In the entries below, find the line with "pub fn detect()" and print exactly every line from there up to and including the line with "in store order.", with no other lines.

* **Saved data entries**:
Content starts
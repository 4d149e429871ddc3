//! Builds the plain-text export of the console used by copy-all and `dump`.
use super::entry::LogEntry;
use sysinfo::System;

const DEVICE_HEADER: &str = "=== DEVICE INFORMATION ===";
const UNKNOWN: &str = "unknown";
pub const ENTRIES_HEADER: &str = "=== LOG ENTRIES ===";

/// Details about the device the log belongs to, printed above the entries.
#[derive(Debug, Clone, PartialEq, Eq)]
pub struct DeviceInfo {
    pub os_version: String,
    pub name: String,
    pub model: String,
}

impl DeviceInfo {
    /// Describes the host the console is running on.
    ///
    /// Fields that cannot be determined read `unknown`.
    pub fn detect() -> Self {
        let name = hostname::get()
            .map(|s| s.to_string_lossy().to_string())
            .ok()
            .filter(|s| !s.is_empty())
            .unwrap_or_else(|| UNKNOWN.to_string());
        let os_version = System::long_os_version()
            .or_else(System::os_version)
            .unwrap_or_else(|| UNKNOWN.to_string());

        Self {
            os_version,
            name,
            model: std::env::consts::ARCH.to_string(),
        }
    }

    /// The header lines, in the same layout the log producer writes.
    pub fn header_lines(&self) -> Vec<String> {
        vec![
            DEVICE_HEADER.to_string(),
            format!("Version: {}", self.os_version),
            format!("Name: {}", self.name),
            format!("Model: {}", self.model),
            format!("Console Version: {}", env!("CARGO_PKG_VERSION")),
        ]
    }
}

/// Renders the copy-all text: the device header block, a blank line, the
/// entries header and then one formatted line per entry in store order.
pub fn copy_all_text(device: &DeviceInfo, entries: &[LogEntry]) -> String {
    let mut text = device.header_lines().join("\n");
    text.push_str("\n\n");
    text.push_str(ENTRIES_HEADER);
    text.push('\n');

    let lines: Vec<String> = entries.iter().map(LogEntry::format_line).collect();
    text.push_str(&lines.join("\n"));
    text
}

#[cfg(test)]
mod tests {
    use super::*;
    use crate::console::{classify, Severity};

    fn device() -> DeviceInfo {
        DeviceInfo {
            os_version: "17.4".to_string(),
            name: "bench-phone".to_string(),
            model: "iPhone".to_string(),
        }
    }

    #[test]
    fn header_block_precedes_entries_in_store_order() {
        let entries = vec![
            LogEntry::new(Severity::Info, "first"),
            LogEntry::new(Severity::Error, "second"),
        ];

        let text = copy_all_text(&device(), &entries);
        let lines: Vec<&str> = text.lines().collect();

        assert_eq!(lines[0], "=== DEVICE INFORMATION ===");
        assert_eq!(lines[1], "Version: 17.4");
        assert_eq!(lines[2], "Name: bench-phone");
        assert_eq!(lines[3], "Model: iPhone");
        assert!(lines[4].starts_with("Console Version: "));
        assert_eq!(lines[5], "");
        assert_eq!(lines[6], "=== LOG ENTRIES ===");
        assert_eq!(lines[7], entries[0].format_line());
        assert_eq!(lines[8], entries[1].format_line());
        assert_eq!(lines.len(), 9);
        assert!(lines[8].ends_with("[ERROR] second"));
    }

    #[test]
    fn empty_store_still_has_header() {
        let text = copy_all_text(&device(), &[]);
        assert!(text.ends_with("=== LOG ENTRIES ===\n"));
    }

    #[test]
    fn exported_header_is_ignored_when_tailed_back() {
        for line in device().header_lines() {
            assert_eq!(classify(&line), None, "{line}");
        }
    }

    #[test]
    fn detected_device_reports_the_host_name_and_os_release() {
        let detected = DeviceInfo::detect();

        let expected_name = hostname::get()
            .map(|s| s.to_string_lossy().to_string())
            .unwrap_or_default();
        if expected_name.is_empty() {
            assert_eq!(detected.name, "unknown");
        } else {
            assert_eq!(detected.name, expected_name);
        }

        assert!(!detected.os_version.is_empty());
        assert_ne!(detected.os_version, std::env::consts::OS);
        assert_eq!(detected.model, std::env::consts::ARCH);
    }
}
Content ends
* **Answer to this task**:
    pub fn detect() -> Self {
        let name = hostname::get()
            .map(|s| s.to_string_lossy().to_string())
            .ok()
            .filter(|s| !s.is_empty())
            .unwrap_or_else(|| UNKNOWN.to_string());
        let os_version = System::long_os_version()
            .or_else(System::os_version)
            .unwrap_or_else(|| UNKNOWN.to_string());

        Self {
            os_version,
            name,
            model: std::env::consts::ARCH.to_string(),
        }
    }

    /// The header lines, in the same layout the log producer writes.
    pub fn header_lines(&self) -> Vec<String> {
        vec![
            DEVICE_HEADER.to_string(),
            format!("Version: {}", self.os_version),
            format!("Name: {}", self.name),
            format!("Model: {}", self.model),
            format!("Console Version: {}", env!("CARGO_PKG_VERSION")),
        ]
    }
}

/// Renders the copy-all text: the device header block, a blank line, the
/// entries header and then one formatted line per entry in store order.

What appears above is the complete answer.